What is WorldWideScience.org?
WorldWideScience.org is a global science gateway comprised of national and international scientific databases and portals.
Maintained by the U.S. Department of Energy's Office of Scientific and Technical Information (OSTI) in partnership with the International Council of Scientific and Technical Information (ICSTI) (link is external), WorldWideScience.org allows the user to search multiple scientific sources from around the world with a single query. Multilingual translations capabilities exist for ten languages, enabling access to the most current findings in fields such as energy, medicine, agriculture, environmental sciences, and engineering. Much of the information accessed via WorldWideScience.org is freely available, in support of open science.
Figure 282132: World Wide Science About Illustration
A laptop computer held up by a hand displays the logo for WorldWideScience.
A globe is set between, on the right, a grey crescent, to the left, a blue crescent. An orange crescent slashes across the globe from left to right.
Around the computer are the words, clockwise from top left, Federated Searching, Collaboration, Global, Research Data, Gateway, International, Open Science, Scientific and Technical Information, Databases, Multilingual, and Deep Web.
National and international scientific databases and portals participating in WorldWideScience.org benefit from increased usage and dissemination of their scientific and technical information, and from collaboration and organizational networking with some of the world's leading science libraries and information centers.
WorldWideScience.org Flyer (PDF 420.99 KB)
How does WorldWideScience.org Work?
WorldWideScience.org uses federated search to provide its encompassing coverage of global science and research results. Unlike some popular search engines that only search the surface web, WorldWideScience.org drills down into the deep web, which contains a vast amount of scientific and technical information.
To search WorldWideScience.org, a user enters a query in his/her preferred language in the search box and the query is translated and sent to every individual database or portal connected to WorldWideScience.org, using both federated search and multilingual translations technologies. The individual databases and portals send back a list of results from the search query. WorldWideScience.org then ranks the results from all the sources by order of relevance, giving the user the option to translate each page of results. The user can review this list and travel to the host site of a particular result for more detailed information such as the bibliographic citation, abstract, and in many cases, the full text of the document.

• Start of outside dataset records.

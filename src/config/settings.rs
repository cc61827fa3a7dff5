use once_cell::sync::Lazy;
use std::collections::HashMap;
use std::env;
use std::sync::RwLock;

pub static GLOBAL_CONFIG: Lazy<Config> = Lazy::new(Config::new);

/// The central node doubles as the default address when NODE_ID is unset.
static DEFAULT_NODE_ADDR: &str = "127.0.0.1:2001";

const NODE_ADDRESS_KEY: &str = "NODE_ADDRESS";
const MINING_ADDRESS_KEY: &str = "MINING_ADDRESS";
const NODE_ID_KEY: &str = "NODE_ID";

/// Process-wide configuration. `NODE_ID` selects the listening port
/// (`127.0.0.1:<NODE_ID>`) and the per-node database and wallet file
/// suffixes; the mining address is set at `startnode` time.
pub struct Config {
    inner: RwLock<HashMap<String, String>>,
}

impl Default for Config {
    fn default() -> Self {
        Self::new()
    }
}

impl Config {
    pub fn new() -> Config {
        let mut map = HashMap::new();

        if let Ok(node_id) = env::var(NODE_ID_KEY) {
            map.insert(
                String::from(NODE_ADDRESS_KEY),
                format!("127.0.0.1:{node_id}"),
            );
            map.insert(String::from(NODE_ID_KEY), node_id);
        } else {
            map.insert(
                String::from(NODE_ADDRESS_KEY),
                String::from(DEFAULT_NODE_ADDR),
            );
        }

        Config {
            inner: RwLock::new(map),
        }
    }

    pub fn get_node_addr(&self) -> String {
        let inner = self
            .inner
            .read()
            .expect("config lock poisoned");
        inner
            .get(NODE_ADDRESS_KEY)
            .expect("node address is always present in config")
            .clone()
    }

    pub fn get_node_id(&self) -> Option<String> {
        let inner = self
            .inner
            .read()
            .expect("config lock poisoned");
        inner.get(NODE_ID_KEY).cloned()
    }

    pub fn set_mining_addr(&self, addr: String) {
        let mut inner = self
            .inner
            .write()
            .expect("config lock poisoned");
        inner.insert(String::from(MINING_ADDRESS_KEY), addr);
    }

    pub fn get_mining_addr(&self) -> Option<String> {
        let inner = self
            .inner
            .read()
            .expect("config lock poisoned");
        inner.get(MINING_ADDRESS_KEY).cloned()
    }

    pub fn is_miner(&self) -> bool {
        let inner = self
            .inner
            .read()
            .expect("config lock poisoned");
        inner.contains_key(MINING_ADDRESS_KEY)
    }
}
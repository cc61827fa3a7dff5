use crate::error::{ChainError, Result};
use crate::utils::sha256_digest;

/// Binary hash tree over transaction serializations.
///
/// Leaves are SHA-256 digests of serialized transactions; a level of
/// odd width (above one) duplicates its last node; parents hash the
/// concatenation of their children. The root feeds the block hash
/// pre-image.
pub struct MerkleTree {
    root: Vec<u8>,
    leaf_count: usize,
}

impl MerkleTree {
    pub fn from_leaves(leaves: &[Vec<u8>]) -> Result<MerkleTree> {
        if leaves.is_empty() {
            return Err(ChainError::InvalidTx(
                "cannot build a Merkle tree without transactions".to_string(),
            ));
        }

        let mut level = leaves.to_vec();
        while level.len() > 1 {
            if level.len() % 2 != 0 {
                level.push(level[level.len() - 1].clone());
            }

            let mut parents = Vec::with_capacity(level.len() / 2);
            for pair in level.chunks(2) {
                parents.push(Self::hash_pair(&pair[0], &pair[1]));
            }
            level = parents;
        }

        Ok(MerkleTree {
            root: level.remove(0),
            leaf_count: leaves.len(),
        })
    }

    /// Convenience for callers that only need the root hash.
    pub fn root_from_leaves(leaves: &[Vec<u8>]) -> Result<Vec<u8>> {
        Ok(Self::from_leaves(leaves)?.root)
    }

    pub fn root_hash(&self) -> &[u8] {
        &self.root
    }

    pub fn leaf_count(&self) -> usize {
        self.leaf_count
    }

    fn hash_pair(left: &[u8], right: &[u8]) -> Vec<u8> {
        let mut combined = Vec::with_capacity(left.len() + right.len());
        combined.extend_from_slice(left);
        combined.extend_from_slice(right);
        sha256_digest(&combined)
    }
}

#[cfg(test)]
mod tests {
    use super::*;

    fn leaf(byte: u8) -> Vec<u8> {
        sha256_digest(&[byte])
    }

    #[test]
    fn test_empty_leaves_rejected() {
        assert!(MerkleTree::from_leaves(&[]).is_err());
    }

    #[test]
    fn test_single_leaf_is_the_root() {
        let l = leaf(1);
        let root = MerkleTree::root_from_leaves(&[l.clone()]).unwrap();
        assert_eq!(root, l);
    }

    #[test]
    fn test_two_leaves_hash_pairwise() {
        let (a, b) = (leaf(1), leaf(2));
        let root = MerkleTree::root_from_leaves(&[a.clone(), b.clone()]).unwrap();
        assert_eq!(root, MerkleTree::hash_pair(&a, &b));
    }

    #[test]
    fn test_odd_level_duplicates_last_leaf() {
        let (a, b, c) = (leaf(1), leaf(2), leaf(3));
        let odd = MerkleTree::root_from_leaves(&[a.clone(), b.clone(), c.clone()]).unwrap();
        let padded = MerkleTree::root_from_leaves(&[a, b, c.clone(), c]).unwrap();
        assert_eq!(odd, padded);
    }

    #[test]
    fn test_root_depends_on_leaf_order() {
        let (a, b) = (leaf(1), leaf(2));
        let forward = MerkleTree::root_from_leaves(&[a.clone(), b.clone()]).unwrap();
        let backward = MerkleTree::root_from_leaves(&[b, a]).unwrap();
        assert_ne!(forward, backward);
    }

    #[test]
    fn test_leaf_count_tracked() {
        let tree = MerkleTree::from_leaves(&[leaf(1), leaf(2), leaf(3)]).unwrap();
        assert_eq!(tree.leaf_count(), 3);
        assert_eq!(tree.root_hash().len(), 32);
    }
}
use clap::Parser;
use data_encoding::HEXLOWER;
use log::LevelFilter;
use lumen_chain::core::{Blockchain, ProofOfWork, Transaction};
use lumen_chain::error::{ChainError, Result};
use lumen_chain::network::{send_tx, Server, CENTRAL_NODE};
use lumen_chain::storage::UTXOSet;
use lumen_chain::wallet::{pub_key_hash_from_address, validate_address, Wallets};
use lumen_chain::{Command, Opt, GLOBAL_CONFIG};
use std::process;

fn main() {
    env_logger::builder().filter_level(LevelFilter::Info).init();

    let opt = Opt::parse();
    if let Err(e) = run_command(opt.command) {
        eprintln!("Error: {e}");
        process::exit(1);
    }
}

fn node_id() -> Result<String> {
    GLOBAL_CONFIG
        .get_node_id()
        .ok_or_else(|| ChainError::Io("NODE_ID is not set".to_string()))
}

fn run_command(command: Command) -> Result<()> {
    let node_id = node_id()?;

    match command {
        Command::Createchain { addr } => {
            if !validate_address(&addr) {
                return Err(ChainError::InvalidAddress(addr));
            }
            let blockchain = Blockchain::create_blockchain(&addr, &node_id)?;
            let utxo_set = UTXOSet::new(blockchain);
            utxo_set.reindex()?;
            println!("Done!");
        }
        Command::Createwallet => {
            let mut wallets = Wallets::new(&node_id)?;
            let address = wallets.create_wallet()?;
            println!("Your new address: {address}");
        }
        Command::Listaddr => {
            let wallets = Wallets::new(&node_id)?;
            for (idx, address) in wallets.get_addresses().iter().enumerate() {
                println!("#{idx}: {address}");
            }
        }
        Command::Printchain => {
            let blockchain = Blockchain::open_blockchain(&node_id)?;
            let mut iterator = blockchain.iterator();
            while let Some(block) = iterator.next() {
                println!("Height:    {}", block.get_height());
                println!("Timestamp: {}", block.get_timestamp());
                println!(
                    "Prev hash: {}",
                    HEXLOWER.encode(block.get_prev_block_hash())
                );
                println!("Hash:      {}", block.get_hash_hex());
                println!("PoW valid: {}", ProofOfWork::validate(&block));
                println!();
            }
        }
        Command::Printtx { block, tx } => {
            let blockchain = Blockchain::open_blockchain(&node_id)?;
            let transaction = blockchain.get_tx(block, tx)?;
            println!("{transaction}");
        }
        Command::Printalltxs => {
            let blockchain = Blockchain::open_blockchain(&node_id)?;
            let mut block_idx = blockchain.get_block_count();
            let mut iterator = blockchain.iterator();
            while let Some(block) = iterator.next() {
                block_idx -= 1;
                println!("== Block #{block_idx} ==");
                for transaction in block.get_transactions() {
                    println!("{transaction}");
                }
            }
        }
        Command::Getblocknum => {
            let blockchain = Blockchain::open_blockchain(&node_id)?;
            println!("{}", blockchain.get_block_count());
        }
        Command::Send {
            src,
            dst,
            amount,
            mine,
        } => {
            if !validate_address(&src) {
                return Err(ChainError::InvalidAddress(src));
            }
            if !validate_address(&dst) {
                return Err(ChainError::InvalidAddress(dst));
            }

            let blockchain = Blockchain::open_blockchain(&node_id)?;
            let utxo_set = UTXOSet::new(blockchain.clone());

            let wallets = Wallets::new(&node_id)?;
            let wallet = wallets
                .get_wallet(&src)
                .ok_or_else(|| ChainError::Wallet(format!("no wallet for address {src}")))?;
            let tx = Transaction::new_utxo_tx(wallet, &dst, amount, &utxo_set)?;

            if mine {
                let coinbase =
                    Transaction::new_coinbase_tx(&src, vec![], blockchain.current_reward())?;
                let block = blockchain.mine_block(&[coinbase, tx])?;
                utxo_set.update(&block)?;
            } else {
                send_tx(CENTRAL_NODE, &tx)?;
            }
            println!("Success!");
        }
        Command::Getbalance { addr } => {
            let pub_key_hash = pub_key_hash_from_address(&addr)?;
            let blockchain = Blockchain::open_blockchain(&node_id)?;
            let utxo_set = UTXOSet::new(blockchain);
            let balance: u64 = utxo_set
                .find_utxo(&pub_key_hash)?
                .iter()
                .map(|out| out.get_value())
                .sum();
            println!("Balance of '{addr}': {balance}");
        }
        Command::Rebuildutxo => {
            let blockchain = Blockchain::open_blockchain(&node_id)?;
            let utxo_set = UTXOSet::new(blockchain);
            utxo_set.reindex()?;
            println!(
                "Done! {} transactions in the UTXO set.",
                utxo_set.count_transactions()?
            );
        }
        Command::Startnode { miner } => {
            if let Some(ref addr) = miner {
                if !validate_address(addr) {
                    return Err(ChainError::InvalidAddress(addr.clone()));
                }
                println!("Mining is on; rewards go to {addr}");
                GLOBAL_CONFIG.set_mining_addr(addr.clone());
            }
            let blockchain = Blockchain::open_blockchain(&node_id)?;
            let server = Server::new(blockchain, GLOBAL_CONFIG.get_node_addr(), miner);
            server.run()?;
        }
    }
    Ok(())
}
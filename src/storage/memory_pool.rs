use crate::core::Transaction;
use data_encoding::HEXLOWER;
use std::collections::HashMap;
use std::sync::RwLock;

/// Transactions received but not yet confirmed, keyed by hex id.
/// Shared across connection handler threads.
pub struct MemoryPool {
    inner: RwLock<HashMap<String, Transaction>>,
}

impl Default for MemoryPool {
    fn default() -> Self {
        Self::new()
    }
}

impl MemoryPool {
    pub fn new() -> MemoryPool {
        MemoryPool {
            inner: RwLock::new(HashMap::new()),
        }
    }

    pub fn add(&self, tx: Transaction) {
        let mut pool = self.inner.write().expect("memory pool lock poisoned");
        pool.insert(HEXLOWER.encode(tx.get_id()), tx);
    }

    pub fn get(&self, txid_hex: &str) -> Option<Transaction> {
        let pool = self.inner.read().expect("memory pool lock poisoned");
        pool.get(txid_hex).cloned()
    }

    pub fn contains(&self, txid_hex: &str) -> bool {
        let pool = self.inner.read().expect("memory pool lock poisoned");
        pool.contains_key(txid_hex)
    }

    pub fn remove(&self, txid_hex: &str) {
        let mut pool = self.inner.write().expect("memory pool lock poisoned");
        pool.remove(txid_hex);
    }

    pub fn get_all(&self) -> Vec<Transaction> {
        let pool = self.inner.read().expect("memory pool lock poisoned");
        pool.values().cloned().collect()
    }

    pub fn len(&self) -> usize {
        let pool = self.inner.read().expect("memory pool lock poisoned");
        pool.len()
    }

    pub fn is_empty(&self) -> bool {
        let pool = self.inner.read().expect("memory pool lock poisoned");
        pool.is_empty()
    }
}

/// Block hashes advertised by a peer and not yet downloaded. Written by
/// the `inv` handler, drained by the `block` handler.
pub struct BlockInTransit {
    inner: RwLock<Vec<Vec<u8>>>,
}

impl Default for BlockInTransit {
    fn default() -> Self {
        Self::new()
    }
}

impl BlockInTransit {
    pub fn new() -> BlockInTransit {
        BlockInTransit {
            inner: RwLock::new(vec![]),
        }
    }

    pub fn add_blocks(&self, hashes: &[Vec<u8>]) {
        let mut inner = self.inner.write().expect("blocks-in-transit lock poisoned");
        for hash in hashes {
            inner.push(hash.clone());
        }
    }

    pub fn first(&self) -> Option<Vec<u8>> {
        let inner = self.inner.read().expect("blocks-in-transit lock poisoned");
        inner.first().cloned()
    }

    pub fn remove(&self, hash: &[u8]) {
        let mut inner = self.inner.write().expect("blocks-in-transit lock poisoned");
        if let Some(idx) = inner.iter().position(|h| h == hash) {
            inner.remove(idx);
        }
    }

    pub fn len(&self) -> usize {
        let inner = self.inner.read().expect("blocks-in-transit lock poisoned");
        inner.len()
    }

    pub fn is_empty(&self) -> bool {
        let inner = self.inner.read().expect("blocks-in-transit lock poisoned");
        inner.is_empty()
    }
}
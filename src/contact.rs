//! Contact directory seam.
//!
//! The engine never owns contact data; it takes a read-only snapshot at
//! execution start and evaluates engagement conditions through this trait.

use crate::error::EngineResult;
use async_trait::async_trait;
use chrono::{DateTime, Utc};
use serde::{Deserialize, Serialize};
use serde_json::{json, Value};
use std::collections::HashMap;
use tokio::sync::RwLock;

/// Point-in-time snapshot of a contact, embedded into the execution context
#[derive(Debug, Clone, Serialize, Deserialize)]
pub struct ContactSnapshot {
    pub id: String,
    pub email: Option<String>,
    pub phone: Option<String>,
    /// Free-form contact properties (plan, engaged, signup_source, ...)
    pub properties: Value,
}

impl ContactSnapshot {
    /// Flatten the snapshot into a single JSON object so condition paths like
    /// `contact.engaged` resolve without knowing which fields are properties.
    pub fn to_value(&self) -> Value {
        let mut obj = serde_json::Map::new();
        if let Value::Object(props) = &self.properties {
            for (k, v) in props {
                obj.insert(k.clone(), v.clone());
            }
        }
        obj.insert("id".to_string(), json!(self.id));
        obj.insert("email".to_string(), json!(self.email));
        obj.insert("phone".to_string(), json!(self.phone));
        Value::Object(obj)
    }
}

/// One recorded engagement event (open, click, reply, ...)
#[derive(Debug, Clone, Serialize, Deserialize)]
pub struct EngagementEvent {
    pub kind: String,
    pub occurred_at: DateTime<Utc>,
}

/// Read-only lookup into the contact system
#[async_trait]
pub trait ContactDirectory: Send + Sync {
    /// Fetch a snapshot by contact id; None when the contact does not exist
    async fn get_contact(&self, id: &str) -> EngineResult<Option<ContactSnapshot>>;

    /// Engagement events for a contact since the given instant
    async fn engagement_events(
        &self,
        contact_id: &str,
        since: DateTime<Utc>,
    ) -> EngineResult<Vec<EngagementEvent>>;
}

/// In-memory directory for tests and local runs
#[derive(Debug, Default)]
pub struct InMemoryContactDirectory {
    contacts: RwLock<HashMap<String, ContactSnapshot>>,
    events: RwLock<HashMap<String, Vec<EngagementEvent>>>,
}

impl InMemoryContactDirectory {
    pub fn new() -> Self {
        Self::default()
    }

    pub async fn add_contact(&self, snapshot: ContactSnapshot) {
        self.contacts
            .write()
            .await
            .insert(snapshot.id.clone(), snapshot);
    }

    pub async fn add_event(&self, contact_id: &str, kind: &str, occurred_at: DateTime<Utc>) {
        self.events
            .write()
            .await
            .entry(contact_id.to_string())
            .or_default()
            .push(EngagementEvent {
                kind: kind.to_string(),
                occurred_at,
            });
    }
}

#[async_trait]
impl ContactDirectory for InMemoryContactDirectory {
    async fn get_contact(&self, id: &str) -> EngineResult<Option<ContactSnapshot>> {
        Ok(self.contacts.read().await.get(id).cloned())
    }

    async fn engagement_events(
        &self,
        contact_id: &str,
        since: DateTime<Utc>,
    ) -> EngineResult<Vec<EngagementEvent>> {
        Ok(self
            .events
            .read()
            .await
            .get(contact_id)
            .map(|events| {
                events
                    .iter()
                    .filter(|e| e.occurred_at >= since)
                    .cloned()
                    .collect()
            })
            .unwrap_or_default())
    }
}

WorldWideScience.org enables real-time searching and translations of globally dispersed scientific literature, with ten languages currently supported (Arabic, Chinese, English, French, German, Japanese, Korean, Portuguese, Russian, and Spanish), giving native speakers of these languages unprecedented access to foreign-language content.
History of WorldWideScience.org
The WorldWideScience.org concept was first conceived at the June 2006 annual conference of the International Council for Scientific and Technical Information (ICSTI) and a WorldWideScience.org prototype debuted one year later at the June 2007 ICSTI conference in Nancy, France.
Stemming from a bilateral statement of intent between the U.S. Department of Energy and the British Library, participating countries transitioned the governance of WorldWideScience.org to the WorldWideScience Alliance, and officially launched the portal in June 2008 at the annual ICSTI conference in Seoul. A signing ceremony marked this milestone. The Alliance was closely affiliated with ICSTI, which served as a member and primary sponsor.
Recognizing the need to expand beyond English language scientific resources, multilingual translations capabilities were added to WorldWideScience.org and introduced at the June 2010 ICSTI conference in Helsinki. Improvements and enhancements since then have expanded the languages offered to ten: Arabic, Chinese, German, English, Spanish, French, Japanese, Korean, Portuguese, and Russian.
In celebration of WorldWideScience.org's 10th anniversary in September 2018, a special panel convened at the British Library to reflect on WorldWideScience.org's growth and evolution over the past ten years, and to affirm its future role in supporting the open science movement.
In 2022, the WorldWideScience Alliance established a partnership with ICSTI, facilitating scientific and technical information dissemination across borders and supporting the next generation of science research communication.